Office- and national-level breakdowns of fully favorable vs denial rates aren't currently published by SSA in the per-office disposition data. The judge's own breakdown is the detail we have today.
Approval rate over time
Year-over-year approval rate across Judge Cendrosky's docket. Annual rates fluctuate with the mix of cases SSA assigns; the longer-run pattern is more informative than any single year.
Decision pattern
Over 3 years on the bench, Judge Cendrosky has seen an approval rate of 44% in 2023, 52% in 2024, and 53% in 2025. This trend shows how your potential outcomes have shifted as her tenure has progressed. The data indicates that her decision-making has stabilized following her initial years of service.
Preparing for an SSDI hearing
The guidance below applies to any SSDI hearing, not specifically to Judge Cendrosky's bench. Judge-specific preparation guidance requires a corpus of public Appeals Council decisions involving each judge, which we haven't built yet.
- Bring a clean treating-physician record. Longitudinal primary-care or specialist notes spanning the disability period, with consistent symptom documentation, are typically the strongest evidence at hearing. A single month's records usually aren't enough.
- Don't rely on consultative exams alone. If your medical evidence is built primarily around a one-time CE finding, expect detailed questioning. Supplement with treating-source statements where possible.
- Prepare for daily-activity questions. Have honest, specific answers about a typical day. Answers that conflict with the medical record (in either direction) tend to hurt credibility.
- Expect transferable-skills probing. A vocational expert will usually testify about jobs available to someone with your limitations. Your representative should be prepared to cross-examine.
Hearing with Judge Cendrosky? See if a free benefits review fits your case.
Check My BenefitsAbout the Akron OH hearing office
The Akron OH Hearing Office serves a large population of claimants across the region, managing a high volume of disability cases. With a current office-wide approval rate of 55%, this location functions as a critical hub for the Social Security Administration in Ohio. You can expect a formal hearing environment where evidence quality and medical documentation are the primary drivers of your outcome.

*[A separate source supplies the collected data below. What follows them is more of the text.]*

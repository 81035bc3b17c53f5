//! In-memory [`VectorRetriever`] for tests and the `mock` feature.

use std::collections::HashMap;
use std::sync::{Arc, Mutex};
use std::time::Duration;

use super::VectorRetriever;
use super::error::RetrievalError;
use crate::domain::Candidate;

/// Holds a fixed pool of candidates per collection and returns the closest
/// `limit` of them by brute-force cosine distance, mirroring ANN semantics
/// without a real index.
#[derive(Default)]
pub struct MockVectorRetriever {
    collections: Mutex<HashMap<String, Vec<(Vec<f32>, Candidate)>>>,
    fail_next: std::sync::atomic::AtomicBool,
    /// When set, `search_partial` delivers one candidate to its sink every
    /// `delay` instead of the whole batch at once, so a caller racing it
    /// against a shorter deadline observes a genuinely partial result.
    stream_delay: Mutex<Option<Duration>>,
}

impl MockVectorRetriever {
    /// Builds an empty mock retriever.
    pub fn new() -> Self {
        Self::default()
    }

    /// Seeds `collection` with a `(vector, candidate)` pair.
    pub fn seed(&self, collection: &str, vector: Vec<f32>, candidate: Candidate) {
        self.collections
            .lock()
            .unwrap()
            .entry(collection.to_string())
            .or_default()
            .push((vector, candidate));
    }

    /// Makes the next `search` call return [`RetrievalError::SearchFailed`].
    pub fn fail_next_call(&self) {
        self.fail_next
            .store(true, std::sync::atomic::Ordering::SeqCst);
    }

    /// Makes subsequent `search_partial` calls deliver one candidate to the
    /// sink every `delay`, instead of the full batch on completion — used to
    /// test a caller's behavior when a deadline cuts a search short.
    pub fn stream_with_delay(&self, delay: Duration) {
        *self.stream_delay.lock().unwrap() = Some(delay);
    }

    fn cosine_distance(a: &[f32], b: &[f32]) -> f64 {
        if a.len() != b.len() || a.is_empty() {
            return 1.0;
        }
        let dot: f32 = a.iter().zip(b).map(|(x, y)| x * y).sum();
        let norm_a: f32 = a.iter().map(|x| x * x).sum::<f32>().sqrt();
        let norm_b: f32 = b.iter().map(|x| x * x).sum::<f32>().sqrt();
        if norm_a == 0.0 || norm_b == 0.0 {
            return 1.0;
        }
        let cosine_sim = (dot / (norm_a * norm_b)) as f64;
        (1.0 - cosine_sim).clamp(0.0, 2.0)
    }
}

impl MockVectorRetriever {
    /// Shared ranking logic behind both `search` and `search_partial`:
    /// filter by tenant, score by cosine distance, sort ascending, truncate
    /// to `limit`.
    fn ranked_candidates(
        &self,
        collection: &str,
        query_vector: &[f32],
        limit: u64,
        tenant: Option<&str>,
    ) -> Result<Vec<Candidate>, RetrievalError> {
        if self
            .fail_next
            .swap(false, std::sync::atomic::Ordering::SeqCst)
        {
            return Err(RetrievalError::SearchFailed {
                collection: collection.to_string(),
                message: "mock retriever forced failure".to_string(),
            });
        }

        let collections = self.collections.lock().unwrap();
        let Some(pool) = collections.get(collection) else {
            return Ok(Vec::new());
        };

        let mut scored: Vec<(f64, Candidate)> = pool
            .iter()
            .filter(|(_, candidate)| match tenant {
                Some(t) => candidate
                    .metadata
                    .get("tenant_id")
                    .and_then(|v| v.as_str())
                    .map(|v| v == t)
                    .unwrap_or(false),
                None => true,
            })
            .map(|(vector, candidate)| (Self::cosine_distance(query_vector, vector), candidate.clone()))
            .collect();

        scored.sort_by(|a, b| a.0.total_cmp(&b.0));
        scored.truncate(limit as usize);

        Ok(scored
            .into_iter()
            .map(|(distance, mut candidate)| {
                candidate.distance = distance;
                candidate
            })
            .collect())
    }
}

impl VectorRetriever for MockVectorRetriever {
    async fn search(
        &self,
        collection: &str,
        query_vector: Vec<f32>,
        limit: u64,
        tenant: Option<&str>,
    ) -> Result<Vec<Candidate>, RetrievalError> {
        self.ranked_candidates(collection, &query_vector, limit, tenant)
    }

    async fn search_partial(
        &self,
        collection: &str,
        query_vector: Vec<f32>,
        limit: u64,
        tenant: Option<&str>,
        sink: Arc<Mutex<Vec<Candidate>>>,
    ) -> Result<Vec<Candidate>, RetrievalError> {
        let delay = *self.stream_delay.lock().unwrap();
        let Some(delay) = delay else {
            let candidates = self.ranked_candidates(collection, &query_vector, limit, tenant)?;
            *sink.lock().unwrap() = candidates.clone();
            return Ok(candidates);
        };

        let candidates = self.ranked_candidates(collection, &query_vector, limit, tenant)?;
        for candidate in &candidates {
            tokio::time::sleep(delay).await;
            sink.lock().unwrap().push(candidate.clone());
        }
        Ok(candidates)
    }
}
//! Embedding gateway: batch text → vector via an external HTTP
//! service, with dimension validation and an optional zero-vector fallback.
//!
//! Expressed as a trait (`EmbeddingGateway`) with one production
//! implementation ([`http::HttpEmbeddingGateway`], backed by `reqwest`) and
//! one mock implementation ([`mock::MockEmbeddingGateway`], gated behind
//! `#[cfg(any(test, feature = "mock"))]`) — the same pluggable-backend
//! idiom the lineage uses for its vector-store client.

pub mod error;
pub mod http;

#[cfg(any(test, feature = "mock"))]
pub mod mock;


pub use error::EmbeddingError;
pub use http::HttpEmbeddingGateway;
#[cfg(any(test, feature = "mock"))]
pub use mock::MockEmbeddingGateway;

use std::future::Future;

use crate::constants::MAX_EMBED_INPUT_BYTES;

/// The outcome of a batch embed call.
#[derive(Debug, Clone)]
pub struct EmbedResult {
    /// One vector per input, in input order, each of length `EMBED_DIM`.
    pub vectors: Vec<Vec<f32>>,
    /// `true` if the gateway fell back to zero vectors for this batch.
    pub degraded: bool,
}

/// Validates a batch of inputs before submission: non-empty, each ≤
/// [`MAX_EMBED_INPUT_BYTES`]. Shared by every implementation so the
/// contract ("Inputs: non-empty strings, each ≤ 8 KB") is enforced
/// uniformly.
pub fn validate_batch(batch: &[String]) -> Result<(), EmbeddingError> {
    for (index, text) in batch.iter().enumerate() {
        if text.is_empty() {
            return Err(EmbeddingError::EmptyInput { index });
        }
        if text.len() > MAX_EMBED_INPUT_BYTES {
            return Err(EmbeddingError::InputTooLarge {
                index,
                actual: text.len(),
                limit: MAX_EMBED_INPUT_BYTES,
            });
        }
    }
    Ok(())
}

/// Turns text into fixed-dimension vectors via an external service.
///
/// Implementations must preserve input order and return vectors of exactly
/// `expected_dim` length. On transport failure, an implementation either
/// returns `Err` or — if constructed with fallback enabled — returns `Ok`
/// with `degraded: true` and zero vectors. A dimension mismatch in
/// a real response is always `Err(EmbeddingError::DimensionMismatch)`, never
/// a fallback.
pub trait EmbeddingGateway: Send + Sync {
    /// Embeds `batch`, returning one vector per input in the same order.
    fn embed(
        &self,
        batch: &[String],
        expected_dim: u32,
    ) -> impl Future<Output = Result<EmbedResult, EmbeddingError>> + Send;
}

Other judges at this hearing office
The Social Security Administration assigns cases to judges using a workload-balancing algorithm, meaning you cannot request a specific judge for your hearing. At the Akron OH Hearing Office, the bench consists of 6 judges with lifetime approval rates ranging from 44% to 60%. Because assignment is random, you may be scheduled before any of these jurists regardless of their individual statistical history.